# Is Bradford pear wood good for anything?



## Nathan Parker (Jul 23, 2016)

My new place has a fair-sized Bradford pear tree (about 12" diameter) that I'd like to remove. Before it gets chopped into firewood, is there any reason to keep some for higher uses?


----------



## Rodrat (Aug 31, 2016)

I have no real knowledge of it but a quick search has brought up a lot of information on wood turning. Some of them are actually quite pretty so I'm sure there is some use to be had out of them.


----------



## GeorgeC (Jul 30, 2008)

It could be OK for turning, but otherwise it is not even good for firewood.

George


----------



## rbcarving (Dec 10, 2016)

Pear turns nicely...a nice creamy color. Here is a guy on penturners who just made a dozen pens from a family Bradford tree.. 
http://www.penturners.org/forum/f13/12-pens-christmas-grandfathers-heirloom-145288/


----------



## Nathan Parker (Jul 23, 2016)

Those are nice; too bad I don't have a lathe! Oh well, I have some woodturning friends who might want it.


----------



## Gary Beasley (Jan 21, 2009)

The wood is prtty dense, if you can get it dry and flat it does make some good looking projects.


----------



## Roybrew (Nov 2, 2016)

I'd say cut and store for a year or so. I'm no expert, but did that with my peach tree. I heard all kinds of people say the wood to soft, or it'll curl up and walk away after cutting it, etc etc. I left the logs whole and on a shelf in the basement. I keep a box fan running on low and I have a dehumidifier that keeps about 65% humidity down there. I have no regrets. It was fun to do and I thought it neat that I grew the tree in the yard. Didn't get a huge amount of wood but it made nice trinket boxes.


----------



## Pineknot_86 (Feb 19, 2016)

Hope so as I have stack of it in the basement- drying out for two years. Go to www.woodturner.org and ask the question there.


----------



## dearlw (Nov 16, 2015)

I haven't found a wood yet that I don't think looks good after creating a turning project. lol


----------



## Gary Beasley (Jan 21, 2009)

Haven't tried it but I'm told its good in the smoker. No idea about the flavor it imparts.


----------



## allpurpose (Mar 24, 2016)

We have several BP logs that have been sitting on the front porch drying out for several years now. There once was a big beautiful old tree out front that just decided to ruinate a car for reasons unknown other than an 'act of God'. Apparently god hates cars despite the claims of the Westborrow Baptist people.. It's real dense stuff and heavy. However, most is crotchwood so splitting it remotely straight is pretty much out of the question.. I might take the chainsaw to it someday to whittle it down to fit in the bandsaw..


----------



## allpurpose (Mar 24, 2016)

David Earl Walker said:


> I haven't found a wood yet that I don't think looks good after creating a turning project. lol


 Pine usually turns pretty crappy, but I've only got a limited sample size to compare with.


----------



## Nathan Parker (Jul 23, 2016)

Gary Beasley said:


> Haven't tried it but I'm told its good in the smoker. No idea about the flavor it imparts.

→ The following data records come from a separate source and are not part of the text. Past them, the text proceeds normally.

//! Assertion helpers for cluster scenarios.
//!
//! These are pure functions over the operator's cluster view. They take
//! state as input and return pass/fail with details.

use check_types::{NodeId, NodeReport, NodeStatus};

/// Result of an assertion check.
#[derive(Debug, Clone)]
pub struct AssertionResult {
    /// Whether the assertion passed
    pub passed: bool,
    /// Description of what was checked
    pub description: String,
    /// Details on failure
    pub failure_details: Option<String>,
}

impl AssertionResult {
    /// Create a passing result.
    pub fn pass(description: &str) -> Self {
        Self {
            passed: true,
            description: description.into(),
            failure_details: None,
        }
    }

    /// Create a failing result.
    pub fn fail(description: &str, details: &str) -> Self {
        Self {
            passed: false,
            description: description.into(),
            failure_details: Some(details.into()),
        }
    }

    /// Panic with the failure details unless the check passed.
    #[track_caller]
    pub fn assert_passed(self) {
        assert!(
            self.passed,
            "{}: {}",
            self.description,
            self.failure_details.unwrap_or_default()
        );
    }
}

/// Assert that every reachable node finished `tests` tests cleanly.
///
/// Each idle node must hold exactly `tests` reports, each with a positive
/// duration and neither error nor warning.
pub fn assert_clean_run(view: &[NodeReport], tests: usize) -> AssertionResult {
    for node in view.iter().filter(|n| n.status != NodeStatus::Unreachable) {
        let Some(results) = &node.results else {
            return AssertionResult::fail(
                "Clean run",
                &format!("node {} has no results ({:?})", node.node_id, node.status),
            );
        };
        if results.len() != tests {
            return AssertionResult::fail(
                "Clean run",
                &format!(
                    "node {} has {} reports, expected {}",
                    node.node_id,
                    results.len(),
                    tests
                ),
            );
        }
        if let Some((i, report)) = results
            .iter()
            .enumerate()
            .find(|(_, r)| !r.is_success() || r.duration() == 0)
        {
            return AssertionResult::fail(
                "Clean run",
                &format!("node {} test #{i} did not succeed: {report:?}", node.node_id),
            );
        }
    }

    AssertionResult::pass(&format!("All reachable nodes ran {tests} tests cleanly"))
}

/// Assert that every error reported anywhere names exactly `peer`.
pub fn assert_errors_name_peer(view: &[NodeReport], peer: NodeId) -> AssertionResult {
    let expected = format!("Failed to reach peer with node_id: {peer}");

    for node in view {
        for report in node.results.iter().flatten() {
            if let Some(error) = report.error() {
                if error != expected {
                    return AssertionResult::fail(
                        "Errors name the crashed peer",
                        &format!("node {} reported {error:?}", node.node_id),
                    );
                }
            }
        }
    }

    AssertionResult::pass(&format!("Every error names node {peer}"))
}

/// Assert that every report carries a warning and none carries an error.
pub fn assert_all_cancelled(view: &[NodeReport]) -> AssertionResult {
    for node in view.iter().filter(|n| n.status != NodeStatus::Unreachable) {
        for (i, report) in node.results.iter().flatten().enumerate() {
            if report.warning().is_none() || report.error().is_some() {
                return AssertionResult::fail(
                    "All tests cancelled",
                    &format!("node {} test #{i}: {report:?}", node.node_id),
                );
            }
        }
    }

    AssertionResult::pass("Every report carries a warning and no error")
}

/// Assert that `node` is unreachable and carries no results.
pub fn assert_unreachable(view: &[NodeReport], node: NodeId) -> AssertionResult {
    match view.iter().find(|n| n.node_id == node) {
        Some(entry) if entry.status == NodeStatus::Unreachable && entry.results.is_none() => {
            AssertionResult::pass(&format!("Node {node} is unreachable without results"))
        }
        Some(entry) => AssertionResult::fail(
            "Unreachable node",
            &format!("node {node} is {:?} with results {:?}", entry.status, entry.results),
        ),
        None => AssertionResult::fail("Unreachable node", &format!("node {node} missing from view")),
    }
}

#[cfg(test)]
mod tests {
    use super::*;
    use check_types::Report;

    fn idle(id: u32, results: Vec<Report>) -> NodeReport {
        NodeReport {
            node_id: NodeId::new(id),
            status: NodeStatus::Idle,
            results: Some(results),
        }
    }

    fn unreachable(id: u32) -> NodeReport {
        NodeReport {
            node_id: NodeId::new(id),
            status: NodeStatus::Unreachable,
            results: None,
        }
    }

    #[test]
    fn clean_run_checks_count_and_outcome() {
        let view = vec![
            idle(0, vec![Report::success(10), Report::success(12)]),
            unreachable(1),
        ];
        assert!(assert_clean_run(&view, 2).passed);
        assert!(!assert_clean_run(&view, 3).passed);

        let view = vec![idle(0, vec![Report::success(10), Report::failed(3, "io")])];
        assert!(!assert_clean_run(&view, 2).passed);

        let view = vec![idle(0, vec![Report::success(0)])];
        assert!(!assert_clean_run(&view, 1).passed);
    }

    #[test]
    fn errors_must_name_the_peer() {
        let view = vec![idle(
            0,
            vec![Report::failed(5, "Failed to reach peer with node_id: 2")],
        )];
        assert!(assert_errors_name_peer(&view, NodeId::new(2)).passed);
        assert!(!assert_errors_name_peer(&view, NodeId::new(1)).passed);
    }

    #[test]
    fn cancelled_requires_warning_everywhere() {
        let view = vec![idle(0, vec![Report::cancelled(900, "stop"), Report::not_started()])];
        assert!(assert_all_cancelled(&view).passed);

        let view = vec![idle(0, vec![Report::success(900)])];
        assert!(!assert_all_cancelled(&view).passed);
    }

    #[test]
    fn unreachable_node_has_no_results() {
        let view = vec![idle(0, vec![]), unreachable(1)];
        assert!(assert_unreachable(&view, NodeId::new(1)).passed);
        assert!(!assert_unreachable(&view, NodeId::new(0)).passed);
        assert!(!assert_unreachable(&view, NodeId::new(9)).passed);
    }
}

Might have to try that. I know "real" pear wood is good for smoking, but somehow I never thought of using the Bradford for that. My contempt for the tree must have blinded me to the obvious.


----------



## Nathan Parker (Jul 23, 2016)

allpurpose said:


> We have several BP logs that have been sitting on the front porch drying out for several years now. There once was a big beautiful old tree out front that just decided to ruinate a car for reasons unknown other than an 'act of God'. Apparently god hates cars despite the claims of the Westborrow Baptist people.. It's real dense stuff and heavy. However, most is crotchwood so splitting it remotely straight is pretty much out of the question.. I might take the chainsaw to it someday to whittle it down to fit in the bandsaw..

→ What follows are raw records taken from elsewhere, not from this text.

//! Local cluster harness.
//!
//! Builds N nodes sharing one [`LocalTransport`] and gives scenarios the
//! operator's view of the cluster through node 0's coordinator.

use check_node::config::PeerConfig;
use check_node::{CheckNode, Config, Coordinator, CoordinatorError, LocalTransport};
use check_types::{NodeId, NodeReport, NodeStatus};
use std::sync::Arc;
use std::time::{Duration, Instant};
use thiserror::Error;

/// Errors that can occur while driving a local cluster.
#[derive(Debug, Error)]
pub enum HarnessError {
    /// The cluster did not settle in time.
    #[error("cluster did not settle within {waited:?}; last view: {last:?}")]
    NotSettled {
        /// How long we waited.
        waited: Duration,
        /// The last view observed.
        last: Vec<NodeReport>,
    },

    /// A coordinator call failed.
    #[error("coordinator error: {0}")]
    Coordinator(#[from] CoordinatorError),

    /// Scratch directory setup failed.
    #[error("io error: {0}")]
    Io(#[from] std::io::Error),
}

/// An in-process nodecheck cluster.
pub struct LocalCluster {
    transport: LocalTransport,
    nodes: Vec<Arc<CheckNode>>,
    _scratch: tempfile::TempDir,
}

impl LocalCluster {
    /// Start a cluster of `size` nodes with test-friendly timeouts.
    pub fn new(size: u32) -> Result<Self, HarnessError> {
        Self::with_config(size, |_| {})
    }

    /// Start a cluster of `size` nodes, letting `tweak` adjust each node's config.
    pub fn with_config(size: u32, tweak: impl Fn(&mut Config)) -> Result<Self, HarnessError> {
        let scratch = tempfile::tempdir()?;
        let transport = LocalTransport::new();

        let peers: Vec<PeerConfig> = (0..size)
            .map(|id| PeerConfig {
                node_id: NodeId::new(id),
                address: format!("local:{id}"),
            })
            .collect();

        let mut nodes = Vec::with_capacity(size as usize);
        for id in 0..size {
            let dir = scratch.path().join(format!("node-{id}"));
            std::fs::create_dir_all(&dir)?;

            let mut config = Config::default();
            config.node.node_id = NodeId::new(id);
            config.cluster.peers = peers.clone();
            config.coordinator.status_timeout_ms = 300;
            config.probes.scratch_dir = dir;
            config.probes.rpc_timeout_ms = 300;
            tweak(&mut config);

            let node = CheckNode::new(config, transport.endpoint(NodeId::new(id)));
            transport.register(node.runner());
            nodes.push(node);
        }

        tracing::debug!(size, "Local cluster started");
        Ok(Self {
            transport,
            nodes,
            _scratch: scratch,
        })
    }

    /// The shared transport, for fault injection.
    pub fn transport(&self) -> &LocalTransport {
        &self.transport
    }

    /// Node `id`.
    pub fn node(&self, id: u32) -> &Arc<CheckNode> {
        &self.nodes[id as usize]
    }

    /// The coordinator scenarios act through (node 0's).
    pub fn coordinator(&self) -> &Coordinator {
        self.nodes[0].coordinator()
    }

    /// Make node `id` unreachable.
    pub fn crash(&self, id: u32) {
        self.transport.crash(NodeId::new(id));
    }

    /// Make node `id` reachable again.
    pub fn restore(&self, id: u32) {
        self.transport.restore(NodeId::new(id));
    }

    /// Poll status until no node reports `running`.
    ///
    /// Unreachable nodes do not hold up settlement.
    pub async fn wait_for_settled(&self, timeout: Duration) -> Result<Vec<NodeReport>, HarnessError> {
        let started = Instant::now();
        loop {
            let view = self.coordinator().status().await;
            if view.iter().all(|r| r.status != NodeStatus::Running) {
                return Ok(view);
            }
            if started.elapsed() >= timeout {
                return Err(HarnessError::NotSettled {
                    waited: timeout,
                    last: view,
                });
            }
            tokio::time::sleep(Duration::from_millis(50)).await;
        }
    }
}

impl std::fmt::Debug for LocalCluster {
    fn fmt(&self, f: &mut std::fmt::Formatter<'_>) -> std::fmt::Result {
        f.debug_struct("LocalCluster")
            .field("nodes", &self.nodes.len())
            .finish_non_exhaustive()
    }
}

#[cfg(test)]
mod tests {
    use super::*;

    #[tokio::test]
    async fn fresh_cluster_is_idle_without_results() {
        let cluster = LocalCluster::new(3).unwrap();
        let view = cluster.wait_for_settled(Duration::from_secs(1)).await.unwrap();

        assert_eq!(view.len(), 3);
        for (i, report) in view.iter().enumerate() {
            assert_eq!(report.node_id, NodeId::new(i as u32));
            assert_eq!(report.status, NodeStatus::Idle);
            assert!(report.results.is_none());
        }
    }

    #[tokio::test]
    async fn crashed_node_shows_unreachable() {
        let cluster = LocalCluster::new(2).unwrap();
        cluster.crash(1);

        let view = cluster.coordinator().status().await;
        assert_eq!(view[1].status, NodeStatus::Unreachable);

        cluster.restore(1);
        let view = cluster.coordinator().status().await;
        assert_eq!(view[1].status, NodeStatus::Idle);
    }
}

Breaking and falling over are the Bradford pear's two favorite activities. That's one of the reasons I want to remove mine.

Mine has an unusually (for its kind) long clear bole, so I might be able to get some straight pieces out of it. I still haven't cut it; it keeps getting pushed back on the honey-do list.


----------



## Roybrew (Nov 2, 2016)

Nathan Parker said:


> Might have to try that. I know "real" pear wood is good for smoking, but somehow I never thought of using the Bradford for that. My contempt for the tree must have blinded me to the obvious.


I threw some extra pieces of cherry wood in with the charcoal on the grill.







Umm those sausages sure we're good. Cherry was very noticeable in the taste.

Sent from my SM-G900V using Tapatalk


----------



## Roybrew (Nov 2, 2016)

Roybrew said:


> I threw some extra pieces of cherry wood in with the charcoal on the grill.
> 
> 
> 
> ...


Sorry I meant peach wood.

Sent from my SM-G900V using Tapatalk


----------



## 35015 (Nov 24, 2012)

David Earl Walker said:


> I haven't found a wood yet that I don't think looks good after creating a turning project. lol


Couldn't agree more!!

Bradford (straight or crooked) has all kinds of good applications from turning to light timber framing elements within a structure under roof. Not a bad smoke wood either, but not compared to maple, apple, peach, alder or cherry...Burns o.k. for heating, but then again I design/build Masonry Heaters occasionally, and burn mainly softwoods which is the norm globally for heating...so my perspective is different on that perspective...

I say take it down and save it till reading to try your hand at turning (or making a pole lathe perhaps.) It's a fast growing wood and have help folks make a few Shaving Horse out of them over the years as the wood is common now in urban areas...


----------



## Nathan Parker (Jul 23, 2016)

Thanks for the ideas, Jay! I've been considering making a pole lathe and a shaving horse. I'll have to make a bigger workshop first...


----------



## blktoptrvl2 (Jul 18, 2016)

GeorgeC said:


> It could be OK for turning, but otherwise it is not even good for firewood.
> 
> George


I just found a site that says the wood burns very clean and hot.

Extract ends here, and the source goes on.